In García-Egocheaga's view, this will mark a departure from keyword search. It will also change how lawyers think about knowledge management tools.

He described a scenario in which a lawyer issues a single instruction. The AI must locate a relevant share purchase agreement with specific geographic and jurisdictional features. The same agent must then use contract management software and CRM data to generate a new version and send the document link by email.

That scenario relies on links between knowledge systems, contract platforms and client databases. It also relies on AI agents that can sequence tasks and pass results between systems.

"Knowledge search is now merely the entry point for comprehensive, automated task sequences," said García-Egocheaga, CEO, Lexsoft Systems.

Human oversight

García-Egocheaga predicted that this shift will change the structure of legal knowledge teams. He said firms will move towards a formal human-AI collaboration model.

Under this model, generative AI will handle large volumes of document classification and curation. Professional support lawyers and knowledge specialists will review and approve the outputs.

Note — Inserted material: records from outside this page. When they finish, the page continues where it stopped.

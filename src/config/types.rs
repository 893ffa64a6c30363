//! Core configuration types for scraping
//!
//! This module contains the main `ScrapeConfig` struct that defines the
//! parameters of one pipeline run.

use serde::{Deserialize, Serialize};
use std::path::PathBuf;
use std::time::Duration;

use crate::utils::{
    DEFAULT_BASE_URL, DEFAULT_BATCH_SIZE, DEFAULT_POOL_IDLE_TIMEOUT, DEFAULT_POOL_MAX_IDLE_PER_HOST,
    DEFAULT_PROGRESS_INTERVAL, DEFAULT_RATE_BURST, DEFAULT_RATE_INTERVAL, DEFAULT_REQUEST_TIMEOUT,
    DEFAULT_USER_AGENT,
};

/// Main configuration struct for a scrape run
#[derive(Debug, Clone, Serialize, Deserialize)]
pub struct ScrapeConfig {
    /// CSV file the records are written to (created or truncated)
    pub(crate) output_path: PathBuf,

    /// Scheme and host serving the listing and detail pages.
    ///
    /// **INVARIANT:** Has an `http://` or `https://` scheme and no trailing
    /// slash (normalized in builder).
    pub(crate) base_url: String,

    /// Maximum number of units past the admission gate at once
    ///
    /// Default: number of logical CPUs
    pub(crate) max_concurrency: usize,

    /// Refill interval of the shared token bucket; zero disables limiting
    ///
    /// Default: 50ms
    pub(crate) rate_interval: Duration,

    /// Token bucket capacity
    ///
    /// Default: 1 (strict minimum spacing between requests)
    pub(crate) rate_burst: u32,

    /// Records per flush, and capacity of the result funnel
    ///
    /// Default: 250
    pub(crate) batch_size: usize,

    /// Whole-request timeout of the HTTP client
    ///
    /// Default: 10 seconds
    pub(crate) request_timeout: Duration,

    /// Idle keep-alive connections retained per host
    ///
    /// Default: 100
    pub(crate) pool_max_idle_per_host: usize,

    /// How long an idle connection stays in the pool
    ///
    /// Default: 90 seconds
    pub(crate) pool_idle_timeout: Duration,

    pub(crate) user_agent: String,

    /// Log processed counts every this many genres
    ///
    /// Default: 100
    pub(crate) progress_interval: usize,
}

impl Default for ScrapeConfig {
    fn default() -> Self {
        Self {
            output_path: PathBuf::from("genres.csv"),
            base_url: DEFAULT_BASE_URL.to_string(),
            max_concurrency: num_cpus::get(),
            rate_interval: DEFAULT_RATE_INTERVAL,
            rate_burst: DEFAULT_RATE_BURST,
            batch_size: DEFAULT_BATCH_SIZE,
            request_timeout: DEFAULT_REQUEST_TIMEOUT,
            pool_max_idle_per_host: DEFAULT_POOL_MAX_IDLE_PER_HOST,
            pool_idle_timeout: DEFAULT_POOL_IDLE_TIMEOUT,
            user_agent: DEFAULT_USER_AGENT.to_string(),
            progress_interval: DEFAULT_PROGRESS_INTERVAL,
        }
    }
}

AI tools will generate more detailed metadata on precedent banks and matter files. This metadata will include high-level taxonomies and more granular labels on clauses, risks, concepts and jurisdiction.

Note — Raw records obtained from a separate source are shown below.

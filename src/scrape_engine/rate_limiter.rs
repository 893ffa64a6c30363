//! Global request rate limiter
//!
//! Every outbound fetch of a run passes through one `RateLimiter`. The
//! bucket refills one permit per `interval` and holds at most `burst`
//! permits; with the default burst of 1 it enforces a strict minimum spacing
//! between requests regardless of how many units are waiting.
//!
//! Key features:
//! - Lock-free bucket state: a single atomic "theoretical arrival time"
//!   updated with compare-and-swap (the virtual-scheduling form of a token
//!   bucket)
//! - Immediate Allow/Deny decisions via [`RateLimiter::try_acquire`]
//! - Cancellable waiting via [`RateLimiter::acquire`]
//! - Scoped to one run: limiters are constructed explicitly and shared by `Arc`

use std::sync::atomic::{AtomicU64, Ordering};
use std::time::{Duration, Instant};
use tokio_util::sync::CancellationToken;

use super::scrape_types::{ScrapeError, ScrapeResult};

/// Rate limit decision for a request
#[derive(Debug, Clone, Copy, PartialEq, Eq)]
pub enum RateLimitDecision {
    /// Request is allowed to proceed
    Allow,
    /// Request must wait; contains the duration until a permit is available
    Deny { retry_after: Duration },
}

/// Token bucket shared by all concurrent units of a run
#[derive(Debug)]
pub struct RateLimiter {
    /// Reference point for all nanosecond timestamps of this limiter
    base: Instant,
    /// Earliest time, in nanoseconds since `base`, at which the bucket is
    /// empty again once the next permit is taken
    tat_nanos: AtomicU64,
    interval_nanos: u64,
    /// How far ahead of `tat` a permit may be granted: `interval * (burst - 1)`
    tolerance_nanos: u64,
    interval: Duration,
    burst: u32,
}

impl RateLimiter {
    /// Create a limiter admitting one permit per `interval` with `burst` capacity
    ///
    /// A zero interval disables limiting. A burst of 0 is treated as 1.
    #[must_use]
    pub fn new(interval: Duration, burst: u32) -> Self {
        let burst = burst.max(1);
        let interval_nanos = u64::try_from(interval.as_nanos()).unwrap_or(u64::MAX);
        Self {
            base: Instant::now(),
            tat_nanos: AtomicU64::new(0),
            interval_nanos,
            tolerance_nanos: interval_nanos.saturating_mul(u64::from(burst - 1)),
            interval,
            burst,
        }
    }

    #[must_use]
    pub fn interval(&self) -> Duration {
        self.interval
    }

    #[must_use]
    pub fn burst(&self) -> u32 {
        self.burst
    }

    #[inline]
    fn now_nanos(&self) -> u64 {
        u64::try_from(self.base.elapsed().as_nanos()).unwrap_or(u64::MAX)
    }

    /// Take a permit at `now_nanos` if one is available
    #[inline]
    fn consume_at(&self, now_nanos: u64) -> RateLimitDecision {
        self.consume_with(|| now_nanos).0
    }

    /// Take a permit if one is available at the time `clock` reports
    ///
    /// The clock is read again on every compare-and-swap attempt, so the
    /// returned timestamp is the one the winning swap committed to.
    #[inline]
    fn consume_with(&self, clock: impl Fn() -> u64) -> (RateLimitDecision, u64) {
        if self.interval_nanos == 0 {
            return (RateLimitDecision::Allow, clock());
        }

        loop {
            let tat = self.tat_nanos.load(Ordering::Acquire);
            let now_nanos = clock();
            let earliest = tat.saturating_sub(self.tolerance_nanos);
            if now_nanos < earliest {
                let retry_after = Duration::from_nanos(earliest - now_nanos);
                return (RateLimitDecision::Deny { retry_after }, now_nanos);
            }

            let new_tat = tat.max(now_nanos).saturating_add(self.interval_nanos);
            match self.tat_nanos.compare_exchange_weak(
                tat,
                new_tat,
                Ordering::AcqRel,
                Ordering::Acquire,
            ) {
                Ok(_) => return (RateLimitDecision::Allow, now_nanos),
                Err(_) => continue, // Retry on contention with a fresh reading
            }
        }
    }

    /// Attempt to take a permit without waiting
    #[inline]
    pub fn try_acquire(&self) -> RateLimitDecision {
        self.consume_with(|| self.now_nanos()).0
    }

    /// Wait for a permit
    ///
    /// Returns the instant at which the permit was granted: the clock reading
    /// the bucket state was advanced from. Grants are never closer together
    /// than `interval` once the burst is spent.
    ///
    /// # Errors
    /// Returns `ScrapeError::Cancelled` if `cancel` fires before a permit is
    /// granted.
    pub async fn acquire(&self, cancel: &CancellationToken) -> ScrapeResult<Instant> {
        loop {
            if cancel.is_cancelled() {
                return Err(ScrapeError::Cancelled);
            }

            match self.consume_with(|| self.now_nanos()) {
                (RateLimitDecision::Allow, granted_nanos) => {
                    return Ok(self.base + Duration::from_nanos(granted_nanos));
                }
                (RateLimitDecision::Deny { retry_after }, _) => {
                    tokio::select! {
                        biased;
                        () = cancel.cancelled() => return Err(ScrapeError::Cancelled),
                        () = tokio::time::sleep(retry_after) => {}
                    }
                }
            }
        }
    }
}

#[cfg(test)]
mod tests {
    use super::*;

    #[test]
    fn test_first_permit_is_immediate() {
        let limiter = RateLimiter::new(Duration::from_millis(50), 1);
        assert_eq!(limiter.try_acquire(), RateLimitDecision::Allow);
        assert!(matches!(
            limiter.try_acquire(),
            RateLimitDecision::Deny { .. }
        ));
    }

    #[test]
    fn test_deny_reports_remaining_wait() {
        let limiter = RateLimiter::new(Duration::from_millis(50), 1);
        assert_eq!(limiter.consume_at(0), RateLimitDecision::Allow);
        assert_eq!(
            limiter.consume_at(20_000_000),
            RateLimitDecision::Deny {
                retry_after: Duration::from_millis(30)
            }
        );
        assert_eq!(limiter.consume_at(50_000_000), RateLimitDecision::Allow);
    }

    #[test]
    fn test_burst_capacity() {
        let limiter = RateLimiter::new(Duration::from_millis(50), 3);
        assert_eq!(limiter.consume_at(0), RateLimitDecision::Allow);
        assert_eq!(limiter.consume_at(0), RateLimitDecision::Allow);
        assert_eq!(limiter.consume_at(0), RateLimitDecision::Allow);
        assert!(matches!(
            limiter.consume_at(0),
            RateLimitDecision::Deny { .. }
        ));
        // One interval later exactly one permit has refilled
        assert_eq!(limiter.consume_at(50_000_000), RateLimitDecision::Allow);
        assert!(matches!(
            limiter.consume_at(50_000_000),
            RateLimitDecision::Deny { .. }
        ));
    }

    #[test]
    fn test_idle_time_does_not_bank_beyond_burst() {
        let limiter = RateLimiter::new(Duration::from_millis(50), 1);
        assert_eq!(limiter.consume_at(0), RateLimitDecision::Allow);
        assert_eq!(limiter.consume_at(10_000_000_000), RateLimitDecision::Allow);
        assert!(matches!(
            limiter.consume_at(10_000_000_001),
            RateLimitDecision::Deny { .. }
        ));
    }

    #[test]
    fn test_zero_interval_disables_limiting() {
        let limiter = RateLimiter::new(Duration::ZERO, 1);
        for _ in 0..100 {
            assert_eq!(limiter.try_acquire(), RateLimitDecision::Allow);
        }
    }

    #[test]
    fn test_contended_grant_uses_fresh_clock_reading() {
        use std::cell::Cell;

        let limiter = RateLimiter::new(Duration::from_millis(50), 1);
        let calls = Cell::new(0u64);
        let last = Cell::new(0u64);

        let (decision, granted) = limiter.consume_with(|| {
            calls.set(calls.get() + 1);
            if calls.get() == 1 {
                // Another unit commits a grant between our load and swap
                limiter.tat_nanos.store(50_000_000, Ordering::Release);
                last.set(10_000_000);
            } else {
                last.set(60_000_000 + calls.get());
            }
            last.get()
        });

        assert_eq!(decision, RateLimitDecision::Allow);
        assert!(calls.get() >= 2);
        assert_eq!(granted, last.get());
        assert_eq!(
            limiter.tat_nanos.load(Ordering::Acquire),
            granted + 50_000_000
        );
    }
}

García-Egocheaga said this depth of classification will allow AI agents to understand instructions with greater precision. It will also reduce the risk that systems return documents from the wrong legal framework.

He said human checks will remain central. PSLs and knowledge professionals will examine suggested tags, identify gaps and correct errors before information flows into live use.

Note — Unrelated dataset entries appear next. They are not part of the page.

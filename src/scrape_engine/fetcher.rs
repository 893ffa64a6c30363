//! Page fetching
//!
//! The pipeline only needs "URL in, HTML out". `PageFetcher` is that seam;
//! `HttpFetcher` is the production implementation over a pooled `reqwest`
//! client.

use std::future::Future;

use reqwest::Client;

use super::scrape_types::{ScrapeError, ScrapeResult};
use crate::config::ScrapeConfig;

/// Source of page bodies
pub trait PageFetcher: Send + Sync + 'static {
    /// Fetch `url` and return its body as text
    ///
    /// The future runs to completion once started; cancellation is only
    /// observed before and after a fetch, never during one.
    fn fetch_page(&self, url: &str) -> impl Future<Output = ScrapeResult<String>> + Send;
}

/// HTTP fetcher with a keep-alive connection pool
#[derive(Debug, Clone)]
pub struct HttpFetcher {
    client: Client,
}

impl HttpFetcher {
    /// Build a client from the timeout, pool and user agent settings of `config`
    ///
    /// # Errors
    /// Returns `ScrapeError::Config` if the TLS backend cannot be initialised.
    pub fn new(config: &ScrapeConfig) -> ScrapeResult<Self> {
        let client = Client::builder()
            .timeout(config.request_timeout())
            .pool_max_idle_per_host(config.pool_max_idle_per_host())
            .pool_idle_timeout(config.pool_idle_timeout())
            .user_agent(config.user_agent())
            .build()
            .map_err(|e| ScrapeError::Config(format!("failed to build HTTP client: {e}")))?;
        Ok(Self { client })
    }

    /// Wrap an already configured client
    #[must_use]
    pub fn with_client(client: Client) -> Self {
        Self { client }
    }
}

impl PageFetcher for HttpFetcher {
    async fn fetch_page(&self, url: &str) -> ScrapeResult<String> {
        let response = self
            .client
            .get(url)
            .header("Accept", "text/html,application/xhtml+xml;q=0.9,*/*;q=0.8")
            .send()
            .await
            .map_err(|e| ScrapeError::Network(format!("error fetching {url}: {e}")))?;

        let status = response.status();
        if !status.is_success() {
            return Err(ScrapeError::Network(format!(
                "{url} returned status {status}"
            )));
        }

        response
            .text()
            .await
            .map_err(|e| ScrapeError::Network(format!("error reading body of {url}: {e}")))
    }
}
//! The full pipeline over real HTTP against a mock server

mod common;

use common::{Entry, detail_html, listing_html, read_rows, simple_detail};
use genrescrape::scrape_engine::{HttpFetcher, NoOpProgress, ScrapeError, scrape_pages};
use genrescrape::{PageFetcher, ScrapeConfig, WeightedList};
use std::sync::Arc;
use std::time::Duration;
use tempfile::TempDir;
use tokio_util::sync::CancellationToken;

fn config(base_url: &str, output: &std::path::Path) -> ScrapeConfig {
    ScrapeConfig::builder()
        .output_path(output)
        .base_url(base_url)
        .rate_interval(Duration::from_millis(1))
        .max_concurrency(4)
        .request_timeout(Duration::from_secs(5))
        .build()
        .unwrap()
}

#[tokio::test(flavor = "multi_thread")]
async fn test_http_run_writes_every_genre() {
    let mut server = mockito::Server::new_async().await;
    let dir = TempDir::new().unwrap();
    let output = dir.path().join("genres.csv");

    let listing = server
        .mock("GET", "/engenremap.html")
        .with_status(200)
        .with_header("content-type", "text/html")
        .with_body(listing_html(&["rock", "deep house", "jazz"]))
        .expect(1)
        .create_async()
        .await;
    let rock = server
        .mock("GET", "/engenremap-rock.html")
        .with_body(detail_html(
            "spotify:playlist:rock",
            &[
                Entry { name: "Band A", weight: "90" },
                Entry { name: "Band B", weight: "40" },
            ],
            &[Entry { name: "hard rock", weight: "70" }],
            &[Entry { name: "ambient", weight: "20" }],
        ))
        .expect(1)
        .create_async()
        .await;
    // Spaces are dropped from the page name
    let house = server
        .mock("GET", "/engenremap-deephouse.html")
        .with_body(simple_detail("deep house"))
        .expect(1)
        .create_async()
        .await;
    let jazz = server
        .mock("GET", "/engenremap-jazz.html")
        .with_body(simple_detail("jazz"))
        .expect(1)
        .create_async()
        .await;

    let config = config(&server.url(), &output);
    let fetcher = Arc::new(HttpFetcher::new(&config).unwrap());
    let report = scrape_pages(&config, fetcher, Arc::new(NoOpProgress), CancellationToken::new())
        .await
        .unwrap();

    listing.assert_async().await;
    rock.assert_async().await;
    house.assert_async().await;
    jazz.assert_async().await;

    assert!(report.is_success());
    assert_eq!(report.records_written, 3);
    assert_eq!(report.flushes, vec![3]);

    let (_, rows) = read_rows(&output);
    let rock_row = rows.iter().find(|r| &r[0] == "rock").unwrap();
    assert_eq!(&rock_row[1], "spotify:playlist:rock");
    let artists = WeightedList::from_joined(&rock_row[7], &rock_row[8]).unwrap();
    assert_eq!(artists.names(), ["Band A", "Band B"]);
    assert_eq!(&rock_row[9], "70");
    assert_eq!(&rock_row[10], "hard rock");
    assert_eq!(&rock_row[11], "20");
    assert_eq!(&rock_row[12], "ambient");
    assert!(rows.iter().any(|r| &r[0] == "deep house"));
}

#[tokio::test(flavor = "multi_thread")]
async fn test_http_error_status_aborts_run() {
    let mut server = mockito::Server::new_async().await;
    let dir = TempDir::new().unwrap();
    let output = dir.path().join("genres.csv");

    server
        .mock("GET", "/engenremap.html")
        .with_body(listing_html(&["good", "broken"]))
        .create_async()
        .await;
    server
        .mock("GET", "/engenremap-good.html")
        .with_body(simple_detail("good"))
        .create_async()
        .await;
    server
        .mock("GET", "/engenremap-broken.html")
        .with_status(500)
        .create_async()
        .await;

    let config = ScrapeConfig::builder()
        .output_path(&output)
        .base_url(server.url())
        .rate_interval(Duration::ZERO)
        .max_concurrency(1)
        .build()
        .unwrap();
    let fetcher = Arc::new(HttpFetcher::new(&config).unwrap());
    let report = scrape_pages(&config, fetcher, Arc::new(NoOpProgress), CancellationToken::new())
        .await
        .unwrap();

    match &report.error {
        Some(ScrapeError::Item { genre, source }) => {
            assert_eq!(genre, "broken");
            assert!(source.to_string().contains("500"));
        }
        other => panic!("expected an item error, got {other:?}"),
    }
    let (_, rows) = read_rows(&output);
    assert!(rows.iter().all(|r| &r[0] != "broken"));
}

#[tokio::test(flavor = "multi_thread")]
async fn test_http_listing_error_is_fatal() {
    let mut server = mockito::Server::new_async().await;
    let dir = TempDir::new().unwrap();

    server
        .mock("GET", "/engenremap.html")
        .with_status(503)
        .create_async()
        .await;

    let config = config(&server.url(), &dir.path().join("genres.csv"));
    let fetcher = Arc::new(HttpFetcher::new(&config).unwrap());
    let result =
        scrape_pages(&config, fetcher, Arc::new(NoOpProgress), CancellationToken::new()).await;

    assert!(matches!(result, Err(ScrapeError::Network(_))));
}

#[tokio::test(flavor = "multi_thread")]
async fn test_http_fetcher_sends_user_agent() {
    let mut server = mockito::Server::new_async().await;
    let page = server
        .mock("GET", "/page.html")
        .match_header("user-agent", "genre-test/2.0")
        .with_body("<html></html>")
        .create_async()
        .await;

    let config = ScrapeConfig::builder()
        .output_path("unused.csv")
        .base_url(server.url())
        .user_agent("genre-test/2.0")
        .build()
        .unwrap();
    let fetcher = HttpFetcher::new(&config).unwrap();
    let body = fetcher
        .fetch_page(&format!("{}/page.html", server.url()))
        .await
        .unwrap();

    assert_eq!(body, "<html></html>");
    page.assert_async().await;
}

In his view, this role will shift PSLs closer to the core of legal operations. Their decisions will shape the quality and reliability of the firm's AI-assisted workflows.

Connecting systems

García-Egocheaga highlighted Model Context Protocol as a key technical piece in this approach. MCP is an emerging standard that defines how AI agents connect to multiple data sources and tools.

Under this model, MCP sits between conversational interfaces and firm systems. It provides a structured way for AI agents to call contract tools, knowledge repositories, CRM platforms, practice management software and communications channels.

Firms will use MCP to assemble AI workflows that cross system boundaries. A lawyer's single request will then trigger several linked tasks inside and outside the knowledge platform.

García-Egocheaga said this will move legal workflows away from step-by-step manual work. AI agents will run more of the process from search through to document output.

He said firms that adopt MCP-based frameworks will reduce time spent on administrative steps. Lawyers will then focus on strategic and advisory work for clients.

Workflow impact

García-Egocheaga expects these changes to influence day-to-day practice. He said research, document review and drafting will rely more heavily on AI orchestration in the background.

Lawyers will still define the objectives, constraints and final outputs. AI systems will handle the intermediate steps of gathering, classifying and formatting information.

He said this will not remove the need for judgement. Instead it will move human attention towards review and client interaction.

García-Egocheaga projected that firms will treat process automation as a routine feature of legal work. He said this will sit alongside more formalised quality controls on AI-generated content.

"The evolution of conversational AI, the integration of AI-human collaboration models, and the adoption of protocols like MCP will reshape legal knowledge management and workflow execution for lawyers. These advancements will empower lawyers as well as firms to interact with information more intuitively, automate complex processes as a matter of course, all the while maintaining rigorous knowledge quality standards. Legal professionals will be able to streamline research, accelerate document analysis and creation, and execute complex multi-step tasks with efficiency. By reducing time spent on time-consuming information retrieval and process management, lawyers will be able to focus more on the human (irreplaceable) elements of legal practice," said García-Egocheaga.